© by Maria Gansch

Karottengrün

 Das kleine Mädchen sitzt verzweifelt am Küchentisch. Schon wieder hat sie etwas falsch gemacht. Beim Tischabräumen ist ihr ein Häferl zu Boden gefallen. Ausgerechnet Mutters Lieblingshäferl. Es war nicht ganz kaputt, bloß der Henkel war weggebrochen. Grad in dem Augenblick kam Mutter herein. Natürlich ging die Leier wieder los: Was für ein dummes ungeschicktes Kind sie ist, nicht einmal den Tisch kann sie abräumen ohne dass sie alles fallen lässt. Jedes Mal ist etwas kaputt, bald haben sie keine Häferl mehr. Sogar aufpassen muss die Mutter, dass das Mädchen nichts Verkehrtes ins Maul steckt, weil es alles kosten willst. Ständig muss sie sagen: „Wenn du das isst stirbst du!“

Leise schlich sich das Mädchen hinaus in den Gemüsegarten. Am Rande des Karottenbeets blieb sie stehen. Soll sie? Soll sie nicht? Mutter sagt „Karottenblätter sind giftig!“, und wirft sie achtlos auf den Misthaufen. Einmal muss ein Ende sein.

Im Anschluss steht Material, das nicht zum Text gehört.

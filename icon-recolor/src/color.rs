use palette::{FromColor, Hsv, Srgb};

/// Parse a hex color string ("#RRGGBB" or "RRGGBB") into an RGB triple.
pub fn parse_hex(hex: &str) -> Result<[u8; 3], String> {
    let digits = hex.strip_prefix('#').unwrap_or(hex);

    if digits.len() != 6 || !digits.chars().all(|c| c.is_ascii_hexdigit()) {
        return Err(format!("Invalid hex color '{}'", hex));
    }

    let r = u8::from_str_radix(&digits[0..2], 16).map_err(|_| format!("Invalid hex color '{}'", hex))?;
    let g = u8::from_str_radix(&digits[2..4], 16).map_err(|_| format!("Invalid hex color '{}'", hex))?;
    let b = u8::from_str_radix(&digits[4..6], 16).map_err(|_| format!("Invalid hex color '{}'", hex))?;

    Ok([r, g, b])
}

/// Convert an RGB triple (0-255) to HSV (hue in degrees 0-360, saturation and
/// value in 0.0-1.0).
pub fn rgb_to_hsv(rgb: [u8; 3]) -> (f32, f32, f32) {
    let srgb = Srgb::new(
        rgb[0] as f32 / 255.0,
        rgb[1] as f32 / 255.0,
        rgb[2] as f32 / 255.0,
    );
    let hsv = Hsv::from_color(srgb);
    (hsv.hue.into_positive_degrees(), hsv.saturation, hsv.value)
}

/// Convert HSV (hue in degrees, saturation and value in 0.0-1.0) back to an
/// RGB triple, rounded to 0-255 per channel.
pub fn hsv_to_rgb(hue: f32, saturation: f32, value: f32) -> [u8; 3] {
    let srgb = Srgb::from_color(Hsv::new(hue, saturation, value));
    let rgb = srgb.into_format::<u8>();
    [rgb.red, rgb.green, rgb.blue]
}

Langsam zupft das Mädchen ein Blatt nach dem anderen von verschiedenen Karotten ab. Das Kind isst langsam, es geschieht nichts. Sie fällt nicht um und bekommt keine Bauchschmerzen. Sie schmecken ihr nicht, und ihr wird schlecht. Langsam geht sie aus dem Garten, unter dem Zwetschgenbaum bleibt sie eine Weile sitzen.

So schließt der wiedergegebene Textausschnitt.